La caída de Nacho Coronel fue el punto de quiebre. Tras unos días de tranquilidad comenzó la descomposición y el reacomodo. En un arranque violento, el cártel Nueva Generación se asumió como mata-Zetas. El nuevo cártel le declaró la guerra a la organización del norte, y en septiembre de 2011 fueron hasta Boca del Río, Veracruz, a hacer una «ofrenda» de treinta y cinco cadáveres justo frente a la reunión de procuradores de los estados. La respuesta tardó pero llegó. Los Zetas, urgidos de un brazo armado en Jalisco, hicieron un pacto con la organización de La Resistencia, a la que proveyeron de armas y sueldos para su estructura. Dos meses después, debajo de los inconclusos Arcos del Milenio, en Guadalajara, los Zetas y sus nuevos socios abandonan veintiséis cadáveres, algunos de ellos vinculados al cártel Nueva Generación, pero la mayoría inocentes.
La secuencia continuó. Los veintitrés muertos del grupo de los Zetas, colgados y descabezados en Nuevo Laredo, Tamaulipas, fueron vengados con dieciocho descuartizados, en la carretera de Guadalajara a Chapala, y cuarenta y nueve más en Cadereyta, Nuevo León.
La persecución de la Policía Federal se hizo presente. La detención de dos de los mandos principales del cártel Nueva Generación, Erick Valencia, el 85, y Nemesio Oseguera, el Mencho, generó el peor día de terror en la ciudad. Tras un operativo en el que la Policía Federal utilizó un colegio del Opus Dei con niños dentro como base de operaciones, el cártel respondió con una serie de narcobloqueos que paralizaron la ciudad, primero por un problema vial, pero sobre todo por el miedo. La tarde del viernes 9 de marzo de 2012, Guadalajara se arrepintió de todo el consentimiento que había tenido con el narco a lo largos de los años.
La persecución continuó. A lo que quedó de la resistencia en la Ribera de Chapala, le pegaron el Ejército y la Policía Federal. Al cártel Nueva Generación lo dejaron sin cabezas. Todos parecía a favor de las fuerzas federales, hasta llegar a presumir que habían detenido en Guadalajara a Alfredo el Gordo Guzmán Salazar, supuesto hijo del Chapo. Veinticuatro horas después, la noticia fue desmentida.
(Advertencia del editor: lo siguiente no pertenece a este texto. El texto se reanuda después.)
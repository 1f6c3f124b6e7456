//! Mutable state behind the workspace lock.

use protocol::types::LanguageConfig;
use tokio::sync::mpsc;

use crate::event::{Event, ExecutionKind, Notice, NoticeLevel, ScoreBoard};

/// One student file. Files keep insertion order; "first file" rules refer
/// to that order.
#[derive(Debug, Clone)]
pub(crate) struct FileEntry {
    pub name: String,
    pub content: String,
    pub language: String,
    pub modified: String,
    pub dirty: bool,
}

pub(crate) struct WorkspaceInternals {
    pub files: Vec<FileEntry>,
    pub active: String,
    pub current_language: String,
    pub languages: Vec<LanguageConfig>,
    pub scores: ScoreBoard,
    pub executing: Option<ExecutionKind>,
    publisher: mpsc::UnboundedSender<Event>,
}

impl WorkspaceInternals {
    pub fn new(
        files: Vec<FileEntry>,
        active: String,
        current_language: String,
        languages: Vec<LanguageConfig>,
        scores: ScoreBoard,
        publisher: mpsc::UnboundedSender<Event>,
    ) -> Self {
        Self {
            files,
            active,
            current_language,
            languages,
            scores,
            executing: None,
            publisher,
        }
    }

    pub fn publish(&self, event: Event) {
        // the receiver side going away is not our problem
        let _ = self.publisher.send(event);
    }

    pub fn notice_error(&self, message: impl Into<String>) {
        let message = message.into();
        tracing::debug!(%message, "rejecting operation");
        self.publish(Event::Notice(Notice {
            level: NoticeLevel::Error,
            message,
        }));
    }

    pub fn file(&self, name: &str) -> Option<&FileEntry> {
        self.files.iter().find(|f| f.name == name)
    }

    pub fn file_mut(&mut self, name: &str) -> Option<&mut FileEntry> {
        self.files.iter_mut().find(|f| f.name == name)
    }

    pub fn has_file(&self, name: &str) -> bool {
        self.file(name).is_some()
    }

    pub fn language(&self, key: &str) -> Option<&LanguageConfig> {
        self.languages.iter().find(|l| l.key == key)
    }

    /// Make `name` the active file and tell the UI what to display:
    /// stored content, or the language template when nothing has been
    /// saved yet.
    pub fn activate(&mut self, name: &str) {
        let Some(entry) = self.file(name) else {
            tracing::warn!(file = %name, "activating unknown file");
            return;
        };
        let language = entry.language.clone();
        let content = if entry.content.is_empty() {
            self.language(&language)
                .map(|l| l.template.clone())
                .unwrap_or_default()
        } else {
            entry.content.clone()
        };
        self.active = name.to_owned();
        self.current_language = language.clone();
        self.publish(Event::ActiveFileChanged {
            name: name.to_owned(),
            language,
            content,
        });
    }

    pub fn record_edit(&mut self, content: String) {
        let active = self.active.clone();
        let Some(entry) = self.file_mut(&active) else {
            return;
        };
        entry.content = content;
        if !entry.dirty {
            entry.dirty = true;
            self.publish(Event::FileDirtied { name: active });
        }
    }

    /// A save round-trip confirmed: clear the dirty flag. Last response
    /// wins; an edit racing this save re-dirties via its own event.
    pub fn apply_save_success(&mut self, name: &str) {
        let modified = chrono::Utc::now().to_rfc3339();
        let Some(entry) = self.file_mut(name) else {
            // renamed or deleted while the save was in flight
            tracing::trace!(file = %name, "dropping save result for unknown file");
            return;
        };
        entry.dirty = false;
        entry.modified = modified.clone();
        self.publish(Event::FileSaved {
            name: name.to_owned(),
            modified,
        });
    }

    pub fn apply_save_failure(&mut self, name: &str, message: String) {
        if !self.has_file(name) {
            tracing::trace!(file = %name, "dropping save failure for unknown file");
            return;
        }
        self.publish(Event::SaveFailed {
            name: name.to_owned(),
            message,
        });
    }
}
La sensación de control se vino abajo.
¿Quién para?, ¿quién gana esta guerra?
A pesar de todo, en Guadalajara la vida sigue igual, nada ha cambiado. El orgullo y el prejuicio, el odio y la envidia, la complacencia y la complicidad. Nada ha cambiado, salvo que los tapatíos sienten que han perdido algo, algo que no saben cómo describir, ni dónde lo perdieron; algo intangible, pero que saben que ya se fue: la «paz de los narcos». //
*Este texto fue publicado en el número 134 de Gatopardo en septiembre de 2012.